(Collected data entries)
::::

use axum::{
    http::StatusCode,
    response::{IntoResponse, Response},
    Json,
};
use serde::Serialize;

/// Success envelope: `{ success, message?, data? }`.
#[derive(Debug, Serialize)]
pub struct ApiResponse<T> {
    pub success: bool,
    #[serde(skip_serializing_if = "Option::is_none")]
    pub message: Option<String>,
    #[serde(skip_serializing_if = "Option::is_none")]
    pub data: Option<T>,
    #[serde(skip)]
    status: StatusCode,
}

impl<T: Serialize> ApiResponse<T> {
    pub fn ok(data: T) -> Self {
        Self {
            success: true,
            message: None,
            data: Some(data),
            status: StatusCode::OK,
        }
    }

    pub fn created(data: T) -> Self {
        Self {
            status: StatusCode::CREATED,
            ..Self::ok(data)
        }
    }

    pub fn with_message(mut self, message: impl Into<String>) -> Self {
        self.message = Some(message.into());
        self
    }
}

impl ApiResponse<()> {
    pub fn message(message: impl Into<String>) -> Self {
        Self {
            success: true,
            message: Some(message.into()),
            data: None,
            status: StatusCode::OK,
        }
    }
}

impl<T: Serialize> IntoResponse for ApiResponse<T> {
    fn into_response(self) -> Response {
        (self.status, Json(self)).into_response()
    }
}

#[cfg(test)]
mod tests {
    use super::*;

    #[test]
    fn message_only_envelope_omits_data() {
        let json = serde_json::to_value(ApiResponse::message("done")).unwrap();
        assert_eq!(json, serde_json::json!({ "success": true, "message": "done" }));
    }

    #[test]
    fn created_sets_status() {
        let res = ApiResponse::created(serde_json::json!({ "id": 1 })).into_response();
        assert_eq!(res.status(), StatusCode::CREATED);
    }
}
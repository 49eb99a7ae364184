use std::path::PathBuf;

use anyhow::Context;
use serde::Deserialize;

pub const DEFAULT_MAX_FILE_SIZE: u64 = 5 * 1024 * 1024;
pub const MIN_SECRET_LEN: usize = 32;

#[derive(Debug, Clone, Deserialize)]
pub struct JwtConfig {
    pub secret: String,
    pub issuer: String,
    pub audience: String,
    pub ttl_minutes: i64,
}

#[derive(Debug, Clone, Deserialize)]
pub struct UploadConfig {
    pub dir: PathBuf,
    pub max_file_size: u64,
    pub allowed_types: Vec<String>,
}

impl UploadConfig {
    pub fn default_allowed_types() -> Vec<String> {
        ["image/jpeg", "image/jpg", "image/png", "image/gif", "application/pdf"]
            .into_iter()
            .map(String::from)
            .collect()
    }

    pub fn is_allowed(&self, mime: &str) -> bool {
        self.allowed_types.iter().any(|t| t == mime)
    }
}

#[derive(Debug, Clone, Deserialize)]
pub struct AppConfig {
    pub database_url: String,
    pub jwt: JwtConfig,
    pub upload: UploadConfig,
}

impl AppConfig {
    pub fn from_env() -> anyhow::Result<Self> {
        Self::from_lookup(|key| std::env::var(key).ok())
    }

    /// Builds the config from any key lookup; `from_env` passes the process environment.
    pub fn from_lookup<F>(get: F) -> anyhow::Result<Self>
    where
        F: Fn(&str) -> Option<String>,
    {
        let database_url = get("DATABASE_URL").context("DATABASE_URL is not set")?;

        let secret = get("JWT_SECRET").context("JWT_SECRET is not set")?;
        anyhow::ensure!(
            secret.len() >= MIN_SECRET_LEN,
            "JWT_SECRET must be at least {} characters long",
            MIN_SECRET_LEN
        );

        let jwt = JwtConfig {
            secret,
            issuer: get("JWT_ISSUER").unwrap_or_else(|| "tms-backend".into()),
            audience: get("JWT_AUDIENCE").unwrap_or_else(|| "tms-users".into()),
            ttl_minutes: get("JWT_TTL_MINUTES")
                .and_then(|v| v.parse::<i64>().ok())
                .filter(|v| *v > 0)
                .unwrap_or(60 * 24 * 7),
        };

        let allowed_types = get("ALLOWED_FILE_TYPES")
            .map(|raw| {
                raw.split(',')
                    .map(|t| t.trim().to_lowercase())
                    .filter(|t| !t.is_empty())
                    .collect::<Vec<_>>()
            })
            .filter(|types| !types.is_empty())
            .unwrap_or_else(UploadConfig::default_allowed_types);

        let upload = UploadConfig {
            dir: get("UPLOAD_DIR")
                .map(PathBuf::from)
                .unwrap_or_else(|| PathBuf::from("uploads")),
            max_file_size: get("MAX_FILE_SIZE")
                .and_then(|v| v.parse::<u64>().ok())
                .filter(|v| *v > 0)
                .unwrap_or(DEFAULT_MAX_FILE_SIZE),
            allowed_types,
        };

        Ok(Self {
            database_url,
            jwt,
            upload,
        })
    }
}

#[cfg(test)]
mod tests {
    use super::*;
    use std::collections::HashMap;

    const SECRET: &str = "0123456789abcdef0123456789abcdef";

    fn lookup(pairs: &[(&str, &str)]) -> impl Fn(&str) -> Option<String> {
        let map: HashMap<String, String> = pairs
            .iter()
            .map(|(k, v)| (k.to_string(), v.to_string()))
            .collect();
        move |key| map.get(key).cloned()
    }

    #[test]
    fn defaults_apply_when_optional_vars_missing() {
        let cfg = AppConfig::from_lookup(lookup(&[
            ("DATABASE_URL", "memory://"),
            ("JWT_SECRET", SECRET),
        ]))
        .expect("config");

        assert_eq!(cfg.jwt.ttl_minutes, 60 * 24 * 7);
        assert_eq!(cfg.jwt.issuer, "tms-backend");
        assert_eq!(cfg.upload.dir, PathBuf::from("uploads"));
        assert_eq!(cfg.upload.max_file_size, DEFAULT_MAX_FILE_SIZE);
        assert!(cfg.upload.is_allowed("image/png"));
        assert!(cfg.upload.is_allowed("application/pdf"));
        assert!(!cfg.upload.is_allowed("text/html"));
    }

    #[test]
    fn allowed_types_and_size_are_overridable() {
        let cfg = AppConfig::from_lookup(lookup(&[
            ("DATABASE_URL", "memory://"),
            ("JWT_SECRET", SECRET),
            ("ALLOWED_FILE_TYPES", " image/webp , Image/PNG,,"),
            ("MAX_FILE_SIZE", "1024"),
            ("UPLOAD_DIR", "/tmp/up"),
        ]))
        .expect("config");

        assert_eq!(cfg.upload.allowed_types, vec!["image/webp", "image/png"]);
        assert_eq!(cfg.upload.max_file_size, 1024);
        assert_eq!(cfg.upload.dir, PathBuf::from("/tmp/up"));
    }

    #[test]
    fn short_secret_is_rejected() {
        let err = AppConfig::from_lookup(lookup(&[
            ("DATABASE_URL", "memory://"),
            ("JWT_SECRET", "too-short"),
        ]))
        .unwrap_err();
        assert!(err.to_string().contains("at least 32"));
    }

    #[test]
    fn missing_database_url_is_an_error() {
        let err = AppConfig::from_lookup(lookup(&[("JWT_SECRET", SECRET)])).unwrap_err();
        assert!(err.to_string().contains("DATABASE_URL"));
    }

    #[test]
    fn garbage_numbers_fall_back_to_defaults() {
        let cfg = AppConfig::from_lookup(lookup(&[
            ("DATABASE_URL", "memory://"),
            ("JWT_SECRET", SECRET),
            ("JWT_TTL_MINUTES", "soon"),
            ("MAX_FILE_SIZE", "-4"),
        ]))
        .expect("config");
        assert_eq!(cfg.jwt.ttl_minutes, 60 * 24 * 7);
        assert_eq!(cfg.upload.max_file_size, DEFAULT_MAX_FILE_SIZE);
    }
}
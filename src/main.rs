use tms_backend::{app, state::AppState};

#[tokio::main]
async fn main() -> anyhow::Result<()> {
    dotenvy::dotenv().ok();

    let env_filter = std::env::var("RUST_LOG")
        .unwrap_or_else(|_| "tms_backend=debug,axum=info,tower_http=info".to_string());
    let json_logs = std::env::var("LOG_FORMAT")
        .map(|v| v == "json")
        .unwrap_or(false);

    if json_logs {
        tracing_subscriber::fmt()
            .with_env_filter(env_filter)
            .with_target(false)
            .json()
            .init();
    } else {
        tracing_subscriber::fmt().with_env_filter(env_filter).init();
    }

    let state = AppState::init().await?;
    let addr = app::bind_addr()?;
    app::serve(app::build_app(state), addr).await
}
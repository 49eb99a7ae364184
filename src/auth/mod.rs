use crate::state::AppState;
use axum::Router;

pub mod dto;
pub mod extractors;
pub mod handlers;
pub mod jwt;
pub mod password;

pub use extractors::{AdminUser, CurrentUser};

pub fn router() -> Router<AppState> {
    handlers::auth_routes()
}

::::

Above are some records. Copy each of their lines that holds the string "main".

filename src/main.rs
#[tokio::main]
async fn main() -> anyhow::Result<()> {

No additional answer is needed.